RADAR BOGOR - Ramainya pembasan mengenai whip pink yang berisi nitrogen oksida banyak diduga disalahgunakan sejumlah orang, Badan Pengawas Obat dan Makanan (BPOM) bakal turun tangan.
Kepala BPOM RI Taruna Ikrar mengatakan, segera melakukan pengetatan pengawasan peredaran nitrogen oksida atau N2O dalam produk makanan, atau yang kini banyak beredar dengan brand bernama Whip Pink.
Upaya BPOM memperketat peredaran nitrogen oksida ini, disebut setelah adanya isu penyalahgunaan Whip Pink sebagian orang di sosial media.
Dia juga menekankan bahwa dalam peraturan BPOM, gas tersebut hanya bisa digunakan untuk bahan pendukung berbagai produk pangan.
"Dan pelabelannya juga di produk yang beredar harus jelas untuk makananan," beber Ikrar.
Sementara untuk keperluan bidang medis, juga sudah diatur Kementerian Kesehatan.
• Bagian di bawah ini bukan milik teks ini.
use super::{FileIo, artifact_dir};
use crate::error::{Error, Result};
use crate::pom::{Dependency, Model, Project, base};
use crate::types::{ProjectRef, ProjectVersionRef};
use crate::utils::resolve_inherited;
use crate::xml::Element;
use lru::LruCache;
use std::fs;
use std::num::NonZeroUsize;
use std::path::PathBuf;
use std::sync::Mutex;
use tracing::{debug, warn};

const CACHE_SIZE: usize = 128;
/// Limit on parent chains and BOM imports followed from one remote POM
const MAX_DEPTH: usize = 16;

/// Resolves remote POMs by coordinate
pub trait ModelResolver: Send + Sync {
    fn resolve_model(&self, gav: &ProjectVersionRef) -> Result<Model>;
}

/// Looks POMs up in the local repository, then in each remote repository
pub struct RepositoryModelResolver {
    local_repository: PathBuf,
    remote_repositories: Vec<String>,
    file_io: FileIo,
    cache: Mutex<LruCache<ProjectVersionRef, Model>>,
}

impl RepositoryModelResolver {
    pub fn new(local_repository: impl Into<PathBuf>, remote_repositories: Vec<String>, file_io: FileIo) -> Self {
        Self {
            local_repository: local_repository.into(),
            remote_repositories,
            file_io,
            cache: Mutex::new(LruCache::new(
                NonZeroUsize::new(CACHE_SIZE).unwrap_or(NonZeroUsize::MIN),
            )),
        }
    }

    fn cached(&self, gav: &ProjectVersionRef) -> Result<Option<Model>> {
        let mut cache = self
            .cache
            .lock()
            .map_err(|_| Error::Internal("model cache lock poisoned".to_string()))?;
        Ok(cache.get(gav).cloned())
    }

    fn remember(&self, gav: &ProjectVersionRef, model: &Model) -> Result<()> {
        let mut cache = self
            .cache
            .lock()
            .map_err(|_| Error::Internal("model cache lock poisoned".to_string()))?;
        cache.put(gav.clone(), model.clone());
        Ok(())
    }

    fn read_source(&self, gav: &ProjectVersionRef) -> Result<Option<String>> {
        let relative = format!(
            "{}/{}/{}-{}.pom",
            artifact_dir(&gav.as_project_ref()),
            gav.version,
            gav.artifact_id,
            gav.version
        );

        let local = self.local_repository.join(&relative);
        if local.is_file() {
            debug!("Reading {} from {}", gav, local.display());
            return Ok(Some(fs::read_to_string(&local)?));
        }

        for remote in &self.remote_repositories {
            let url = format!("{}/{}", remote.trim_end_matches('/'), relative);
            if let Some(source) = self.file_io.read_optional(&url)? {
                return Ok(Some(source));
            }
        }
        Ok(None)
    }
}

impl ModelResolver for RepositoryModelResolver {
    fn resolve_model(&self, gav: &ProjectVersionRef) -> Result<Model> {
        if let Some(model) = self.cached(gav)? {
            return Ok(model);
        }
        let source = self
            .read_source(gav)?
            .ok_or_else(|| Error::Resolution(format!("Unable to resolve POM {gav}")))?;
        let model = Model::parse(&source)
            .map_err(|e| Error::Resolution(format!("Unable to parse POM {gav}: {e}")))?;
        self.remember(gav, &model)?;
        Ok(model)
    }
}

/// Read access to remote POMs with their properties resolved through the
/// remote parent chain
pub struct ModelIo<'a> {
    resolver: &'a dyn ModelResolver,
}

impl<'a> ModelIo<'a> {
    pub fn new(resolver: &'a dyn ModelResolver) -> Self {
        Self { resolver }
    }

    pub fn resolve_model(&self, gav: &ProjectVersionRef) -> Result<Model> {
        self.resolver.resolve_model(gav)
    }

    /// The remote POM followed by as many of its parents as resolve
    fn lineage(&self, gav: &ProjectVersionRef) -> Result<Vec<Project>> {
        let model = self.resolver.resolve_model(gav)?;
        let mut projects = vec![Project::new(PathBuf::new(), model)];

        while projects.len() < MAX_DEPTH {
            let Some(parent) = projects.last().and_then(|p| p.model().parent()) else {
                break;
            };
            let parent_gav = parent.as_gav();
            match self.resolver.resolve_model(&parent_gav) {
                Ok(model) => {
                    if let Some(last) = projects.last_mut() {
                        last.set_reactor_parent(Some(parent_gav.as_project_ref()));
                    }
                    projects.push(Project::new(PathBuf::new(), model));
                }
                Err(e) => {
                    warn!("Unable to resolve parent {} of {}: {}", parent_gav, gav, e);
                    break;
                }
            }
        }
        Ok(projects)
    }

    /// Properties of a remote POM, inherited ones included. Nearer POMs win.
    pub fn remote_properties(&self, gav: &ProjectVersionRef) -> Result<Vec<(String, String)>> {
        let lineage = self.lineage(gav)?;
        let mut properties: Vec<(String, String)> = Vec::new();
        for project in &lineage {
            for (key, value) in project.model().properties() {
                if !properties.iter().any(|(k, _)| *k == key) {
                    properties.push((key, value));
                }
            }
        }
        Ok(properties)
    }

    /// Managed dependencies of a remote BOM with resolved versions.
    /// Imported BOMs contribute entries the BOM does not declare itself.
    pub fn remote_dependency_versions(&self, gav: &ProjectVersionRef) -> Result<Vec<(ProjectRef, String)>> {
        let mut found = Vec::new();
        self.collect_dependency_versions(gav, &mut found, 0)?;
        Ok(found)
    }

    fn collect_dependency_versions(
        &self,
        gav: &ProjectVersionRef,
        found: &mut Vec<(ProjectRef, String)>,
        depth: usize,
    ) -> Result<()> {
        if depth >= MAX_DEPTH {
            return Err(Error::Resolution(format!("BOM imports of {gav} nest too deeply")));
        }
        let lineage = self.lineage(gav)?;
        let mut imports = Vec::new();

        for (index, project) in lineage.iter().enumerate() {
            for element in base::managed_dependencies(project.model().root()) {
                let Some(dependency) = Dependency::from_element(element) else {
                    continue;
                };
                let Some(version) = &dependency.version else {
                    continue;
                };
                let version = resolve_inherited(&lineage, index, version);
                if dependency.scope.as_deref() == Some("import") {
                    imports.push(ProjectVersionRef::new(
                        &dependency.group_id,
                        &dependency.artifact_id,
                        version,
                    ));
                    continue;
                }
                let key = dependency.key();
                if !found.iter().any(|(k, _)| *k == key) {
                    found.push((key, version));
                }
            }
        }

        for import in imports {
            self.collect_dependency_versions(&import, found, depth + 1)?;
        }
        Ok(())
    }

    /// Managed and concrete plugin versions of a remote POM
    pub fn remote_plugin_versions(&self, gav: &ProjectVersionRef) -> Result<Vec<(ProjectRef, String)>> {
        let lineage = self.lineage(gav)?;
        let mut found: Vec<(ProjectRef, String)> = Vec::new();
        for (index, project) in lineage.iter().enumerate() {
            let root = project.model().root();
            for plugin in base::managed_plugins(root).chain(base::plugins(root)) {
                let (Some(key), Some(version)) = (base::plugin_key(plugin), plugin.child_text("version")) else {
                    continue;
                };
                if version.is_empty() || found.iter().any(|(k, _)| *k == key) {
                    continue;
                }
                found.push((key, resolve_inherited(&lineage, index, &version)));
            }
        }
        Ok(found)
    }

    /// `(section, entry, element)` for each repository and plugin
    /// repository of a remote POM
    pub fn remote_repositories(&self, gav: &ProjectVersionRef) -> Result<Vec<(&'static str, &'static str, Element)>> {
        let model = self.resolver.resolve_model(gav)?;
        let mut found = Vec::new();
        for (section, entry) in base::REPOSITORY_SECTIONS {
            for repository in base::repositories(model.root(), section, entry) {
                found.push((section, entry, repository.clone()));
            }
        }
        Ok(found)
    }
}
Kata dia, soal ramainya dugaan penyalahgunaan yang dilakukan sejumlah masyarakat, tentu dirinya akan tindak lanjuti.
"Kami pasti bersama polisi dan kementerian lainnya akan membahas masalah dugaan penyalahgunaan ini," tegas dia.
Penindakan tegas ini dilakukan, meski gas tersebut hingga saat ini belum termasuk dalam kategori narkotika oleh BNN. Hal itu karena N₂O merupakan substansi pendukung yang berkaitan dengan anestesi, bukan zat narkotika.
Namun, dia juga menegaskan, bahwa penggunaan gas itu bisa memberikan efek euforia.
Bahkan, menggunakan dalam jangka panjang, nitrogen oksida bisa memberikan ketergantuan, walaupun bukan bersifat adiksi kimia.